No matter how you feel about contact tracing, it’s been openly embraced by federal authorities around the world, from the UK, to Germany, to, well, you name it, as a way to curb the spread of the current pandemic. And while every country grapples with the long-term privacy implications of downloading this sort of tracking tech onto their phone, one country—India—has drawn more than a few raised eyebrows over its app, which is reportedly not only invasive but quickly becoming a mandatory download for the millions of people currently residing there.
That’s according to a new Buzzfeed News report about the app, called Aarogya Setu—literally “a bridge to health,” in Hindi. Per the report, though Indian authorities initially offered citizens the opportunity to opt-in voluntarily, it’s quickly becoming a required download for gig workers and federal officials alike. Meanwhile, an independent analysis of the app by Gizmodo revealed that this increasingly mandatory app didn’t only enable federal surveillance on a massive scale, but was a battery-drainer that opened these devices to a buffet of hacks as well.

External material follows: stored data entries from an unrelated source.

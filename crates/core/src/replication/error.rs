use thiserror::Error;

/// Errors that can occur when parsing a region identifier.
#[derive(Debug, Error, Clone, PartialEq, Eq)]
pub enum RegionError {
    #[error("Region cannot be empty")]
    Empty,
    #[error("Malformed region '{0}' (expected a lowercase identifier like us-east-1)")]
    Malformed(String),
}

/// Errors that can occur when parsing a replica request.
#[derive(Debug, Error, Clone, PartialEq, Eq)]
pub enum RequestError {
    #[error("At least one target region is required")]
    NoTargetRegions,
    #[error("At least one source table is required")]
    NoSourceTables,
    #[error("Table '{0}' was listed more than once")]
    DuplicateTable(String),
    #[error(transparent)]
    Region(#[from] RegionError),
}

/// Errors that make table metadata unusable for planning.
#[derive(Debug, Error, Clone, PartialEq, Eq)]
pub enum MetadataError {
    #[error("Table has no attribute definitions")]
    NoAttributes,
    #[error("Table has no hash key")]
    MissingHashKey,
    #[error("Key attribute '{0}' has no attribute definition")]
    UndefinedKeyAttribute(String),
    #[error("Unsupported attribute type '{kind}' for attribute '{attribute}'")]
    UnsupportedAttributeType { attribute: String, kind: String },
    #[error("Attribute '{0}' is not used by the table key or any index key")]
    UnindexedAttribute(String),
    #[error("Secondary index has no name")]
    UnnamedIndex,
    #[error("Index '{0}' has no hash key")]
    IndexMissingHashKey(String),
    #[error("Local index '{0}' must use the table hash key and have a range key")]
    InvalidLocalIndex(String),
    #[error("Unsupported projection '{kind}' for index '{index}'")]
    UnsupportedProjection { index: String, kind: String },
    #[error("Invalid replica region: {0}")]
    Region(#[from] RegionError),
}

/// Errors that can occur while rendering a plan into engine configuration.
#[derive(Debug, Error, Clone, PartialEq, Eq)]
pub enum RenderError {
    #[error("Invalid resource description for table '{table_name}': {source}")]
    InvalidDescription {
        table_name: String,
        source: MetadataError,
    },
    #[error("Table '{0}' has an empty replica set")]
    EmptyReplicaSet(String),
    #[error("Logical id '{0}' is used by more than one plan entry")]
    DuplicateLogicalId(String),
    #[error("Serialization error: {0}")]
    Serialization(String),
}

Aarogya Setu initially rolled out at the start of last month and gained steam at a breakneck pace, reaching 50 million downloads in less than two weeks of its launch, with those numbers continuing to skyrocket as the month went on. Like many of the contact-tracing apps we’ve seen internationally, the idea here was that people could download it voluntarily—last month, India’s Prime Minister Narendra Modi sent out a tweet urging people to download the app, calling it an “important step” fighting a pandemic that claimed more than 1,000 lives across the country to date.
Since then, it looks like the country’s stance on “voluntary” took a turn. This week, the app became a mandatory download for all central government officials in the region, following reports from the previous week that multiple startups are requiring similar downloads for their employees. Meanwhile, local sources have recently claimed that federal officials are asking smartphone makers to preinstall the app onto devices.

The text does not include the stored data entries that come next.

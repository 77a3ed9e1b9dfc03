//! Inspection and plan building across all requested tables.

use crate::replication::{build_entry, Plan, RegionSet, ReplicaRequest, TableMetadata};

use super::error::InspectError;
use super::outcome::{Outcome, SkipReason, TableOutcome};
use super::traits::TableInspector;

/// Result of inspecting one requested table.
#[derive(Debug, Clone, PartialEq, Eq)]
pub struct Inspection {
    pub table_name: String,
    pub result: Result<TableMetadata, InspectError>,
}

/// Inspects every source table in order, one at a time.
///
/// Failures stay attached to their table; the loop always visits every table.
pub async fn inspect_tables<I>(inspector: &I, request: &ReplicaRequest) -> Vec<Inspection>
where
    I: TableInspector + ?Sized,
{
    let mut inspections = Vec::with_capacity(request.source_tables.len());

    for table_name in &request.source_tables {
        tracing::debug!(table = %table_name, "Inspecting table");
        let result = inspector.inspect(table_name).await;
        inspections.push(Inspection {
            table_name: table_name.clone(),
            result,
        });
    }

    inspections
}

/// Pure function: turn inspection results into a plan plus the tables that were skipped.
pub fn build_plan(
    inspections: Vec<Inspection>,
    target_regions: &RegionSet,
) -> (Plan, Vec<TableOutcome>) {
    let mut plan = Plan::new();
    let mut skipped = Vec::new();

    for inspection in inspections {
        let table_name = inspection.table_name;

        let metadata = match inspection.result {
            Ok(metadata) => metadata,
            Err(error) => {
                log_skip(&table_name, &error);
                let reason = match error {
                    InspectError::NotFound { .. } => SkipReason::NotFound,
                    InspectError::Query { message, .. } => SkipReason::QueryFailed(message),
                    InspectError::Metadata { source, .. } => SkipReason::InvalidMetadata(source),
                };
                skipped.push(TableOutcome::new(table_name, Outcome::Skipped(reason)));
                continue;
            }
        };

        if let Err(error) = metadata.validate() {
            tracing::warn!(table = %table_name, error = %error, "Skipping table with invalid metadata");
            skipped.push(TableOutcome::new(
                table_name,
                Outcome::Skipped(SkipReason::InvalidMetadata(error)),
            ));
            continue;
        }

        if let Err(rejected) = plan.push(build_entry(&metadata, target_regions)) {
            tracing::warn!(
                table = %table_name,
                logical_id = %rejected.logical_id,
                "Skipping table whose logical id collides with an earlier table"
            );
            skipped.push(TableOutcome::new(
                table_name,
                Outcome::Skipped(SkipReason::DuplicateLogicalId(
                    rejected.logical_id.to_string(),
                )),
            ));
        }
    }

    (plan, skipped)
}

/// Inspects every requested table and builds the aggregate plan.
pub async fn plan_replication<I>(inspector: &I, request: &ReplicaRequest) -> (Plan, Vec<TableOutcome>)
where
    I: TableInspector + ?Sized,
{
    let inspections = inspect_tables(inspector, request).await;
    build_plan(inspections, &request.target_regions)
}

fn log_skip(table_name: &str, error: &InspectError) {
    match error {
        InspectError::NotFound { .. } => {
            tracing::warn!(table = %table_name, "Table does not exist. Create the table first");
        }
        InspectError::Query { message, .. } => {
            tracing::error!(
                table = %table_name,
                error = %message,
                "Unknown error while querying table metadata"
            );
        }
        InspectError::Metadata { source, .. } => {
            tracing::warn!(table = %table_name, error = %source, "Skipping table with unusable metadata");
        }
    }
}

The app requires an India-based phone number to function, so while we were able to download the app, we couldn’t see the personal information it siphoned first-hand. But according to the India-based financial newspaper Livemint, users are asked to offer basic information—like age, gender, health status, and a brief travel history—along with being told to allow the app to access their location data at all times. The app also perma-flips the device’s bluetooth to constantly monitor their surroundings for other app-downloaders, and offers handy labels—from “low risk” to “high risk”—depending on their proximity to someone that counted themselves as infected.
Though we weren’t able to try out the app, Aarogya Setu’s APK—essentially a package detailing the nut and bolts of an android app—is freely available, meaning that we can browse the exact permissions the app asks of the folks that download it. Aside from asking for access to a downloader’s entire contact list, the app monitors their location at all times—even if it is running in the background. Aside from tracking this locale through the phone’s internal GPS, this app also accesses what’s known as the user’s “coarse location,” which is pulled from data like the wi-fi networks they might be connected to at any given time.

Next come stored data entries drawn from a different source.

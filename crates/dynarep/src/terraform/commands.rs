//! Terraform command construction and output interpretation.
//!
//! Pure functions build argument lists and classify command output. The
//! single I/O function, [`run_terraform`], executes one command inside a
//! working area and captures its output.

use std::process::{Output, Stdio};

use dynarep_core::provisioning::WorkingArea;
use dynarep_core::replication::ResourceAddress;
use tokio::process::Command;

use super::engine::TerraformConfig;
use super::error::{Result, TerraformError};

// ============================================================================
// Pure Functions (Functional Core)
// ============================================================================

/// Arguments for `terraform init`.
pub fn init_args() -> Vec<String> {
    vec![
        "init".to_string(),
        "-input=false".to_string(),
        "-no-color".to_string(),
    ]
}

/// Arguments for `terraform state list`.
pub fn state_list_args() -> Vec<String> {
    vec!["state".to_string(), "list".to_string()]
}

/// Arguments for `terraform import <address> <id>`.
pub fn import_args(address: &ResourceAddress, external_id: &str) -> Vec<String> {
    vec![
        "import".to_string(),
        "-input=false".to_string(),
        "-no-color".to_string(),
        address.to_string(),
        external_id.to_string(),
    ]
}

/// Returns the addresses printed by `terraform state list`.
pub fn parse_state_list(stdout: &str) -> Vec<&str> {
    stdout
        .lines()
        .map(str::trim)
        .filter(|line| !line.is_empty())
        .collect()
}

/// True if `terraform import` refused because the address is already in state.
pub fn is_already_managed(stderr: &str) -> bool {
    stderr.contains("Resource already managed by Terraform")
}

/// True if `terraform state list` failed only because no state exists yet.
pub fn is_missing_state(stderr: &str) -> bool {
    stderr.contains("No state file was found")
}

/// Human-readable command line for logs and errors.
pub fn command_display(binary: &str, args: &[String]) -> String {
    std::iter::once(binary)
        .chain(args.iter().map(String::as_str))
        .collect::<Vec<_>>()
        .join(" ")
}

// ============================================================================
// I/O Functions (Imperative Shell)
// ============================================================================

/// Runs terraform inside the working area and captures its output.
///
/// A non-zero exit is not an error here; callers classify the output.
pub async fn run_terraform(
    config: &TerraformConfig,
    area: &WorkingArea,
    args: &[String],
) -> Result<Output> {
    let command_line = command_display(&config.binary, args);
    tracing::debug!(command = %command_line, cwd = %area.root().display(), "Running terraform");

    let mut cmd = Command::new(&config.binary);
    cmd.args(args)
        .current_dir(area.root())
        .env("TF_IN_AUTOMATION", "1")
        .env("TF_INPUT", "0")
        .stdin(Stdio::null());

    if let Some(cache_dir) = &config.plugin_cache_dir {
        cmd.env("TF_PLUGIN_CACHE_DIR", cache_dir);
    }

    let output = cmd.output().await.map_err(|source| TerraformError::Spawn {
        command: command_line.clone(),
        source,
    })?;

    tracing::debug!(
        command = %command_line,
        status = %output.status,
        stdout = %String::from_utf8_lossy(&output.stdout).trim(),
        stderr = %String::from_utf8_lossy(&output.stderr).trim(),
        "Terraform finished"
    );

    Ok(output)
}

/// Turns a failed command's output into `CommandFailed`.
pub fn command_failed(binary: &str, args: &[String], output: &Output) -> TerraformError {
    TerraformError::CommandFailed {
        command: command_display(binary, args),
        status: output.status,
        stderr: String::from_utf8_lossy(&output.stderr).trim().to_string(),
    }
}

#[cfg(test)]
mod tests {
    use super::*;
    use dynarep_core::replication::LogicalId;

    #[test]
    fn test_init_args_disable_prompts() {
        assert_eq!(init_args(), vec!["init", "-input=false", "-no-color"]);
    }

    #[test]
    fn test_import_args() {
        let address = ResourceAddress::for_table(&LogicalId::from_table_name("Orders"));
        assert_eq!(
            import_args(&address, "Orders"),
            vec![
                "import",
                "-input=false",
                "-no-color",
                "aws_dynamodb_table.Orders",
                "Orders"
            ]
        );
    }

    #[test]
    fn test_import_uses_real_table_name_as_id() {
        let address = ResourceAddress::for_table(&LogicalId::from_table_name("prod.orders"));
        let args = import_args(&address, "prod.orders");
        assert_eq!(args[3], "aws_dynamodb_table.prod_orders");
        assert_eq!(args[4], "prod.orders");
    }

    #[test]
    fn test_parse_state_list() {
        let stdout = "aws_dynamodb_table.Orders\n\naws_dynamodb_table.Users\n";
        assert_eq!(
            parse_state_list(stdout),
            vec!["aws_dynamodb_table.Orders", "aws_dynamodb_table.Users"]
        );
        assert!(parse_state_list("").is_empty());
    }

    #[test]
    fn test_classify_already_managed() {
        let stderr = "Error: Resource already managed by Terraform\n\nTerraform is already managing a remote object for aws_dynamodb_table.Orders.";
        assert!(is_already_managed(stderr));
        assert!(!is_already_managed("Error: Cannot import non-existent remote object"));
    }

    #[test]
    fn test_classify_missing_state() {
        assert!(is_missing_state("No state file was found!\n"));
        assert!(!is_missing_state("Error: Failed to load state"));
    }

    #[tokio::test]
    async fn test_spawn_error_names_command_line() {
        let temp = tempfile::TempDir::new().unwrap();
        let config = TerraformConfig {
            binary: "dynarep-test-no-such-terraform".to_string(),
            working_dir: temp.path().to_path_buf(),
            lock_file: None,
            plugin_cache_dir: None,
        };

        let result = run_terraform(&config, &WorkingArea::new(temp.path()), &state_list_args()).await;

        match result {
            Err(TerraformError::Spawn { command, .. }) => {
                assert_eq!(command, "dynarep-test-no-such-terraform state list");
            }
            other => panic!("expected spawn error, got {other:?}"),
        }
    }

    #[test]
    fn test_command_display() {
        assert_eq!(
            command_display("terraform", &init_args()),
            "terraform init -input=false -no-color"
        );
    }
}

India is no stranger to federally-funded surveillance tech, and the fact that this data is being funneled straight into the government’s hands means that the location of millions will now be delivered straight into the already sprawling dossier India’s government has on each and every citizen. Keep in mind that these are the same authorities that have, in the past, openly spoken about their right to freely snoop on the texts and calls on citizen’s devices. This also the same government that has been moving towards in an increasingly disturbing form of Hindu nationalism that inflicts violence on its Muslim population—in other words, it’s not the greatest environment for microtargeted surveillance overreach to blossom.
And because Aarogya Setu permanently flips a downloader’s bluetooth into the “on” position, the app doesn’t only turn into a massive battery drain, but also opens a person’s phone to all sorts of hacks that could be easily prevented otherwise. Put another way, by mandating that millions download this app, India’s government isn’t just siphoning this data for themselves, but likely for an untold number of hackers along the way.
There are all sorts of reasons that contact tracing is unlikely to be the magic bullet some federal authorities are hoping for, and lack of adoption is certainly a concern. Mandating the download of an invasive, insecure app might halt the virus’s spread to some degree, but it’s far, far more likely to get these people snooped on, hacked, and spammed. And when governments insist on ignoring proper security measures, it makes everyone wary of even the most ethical apps.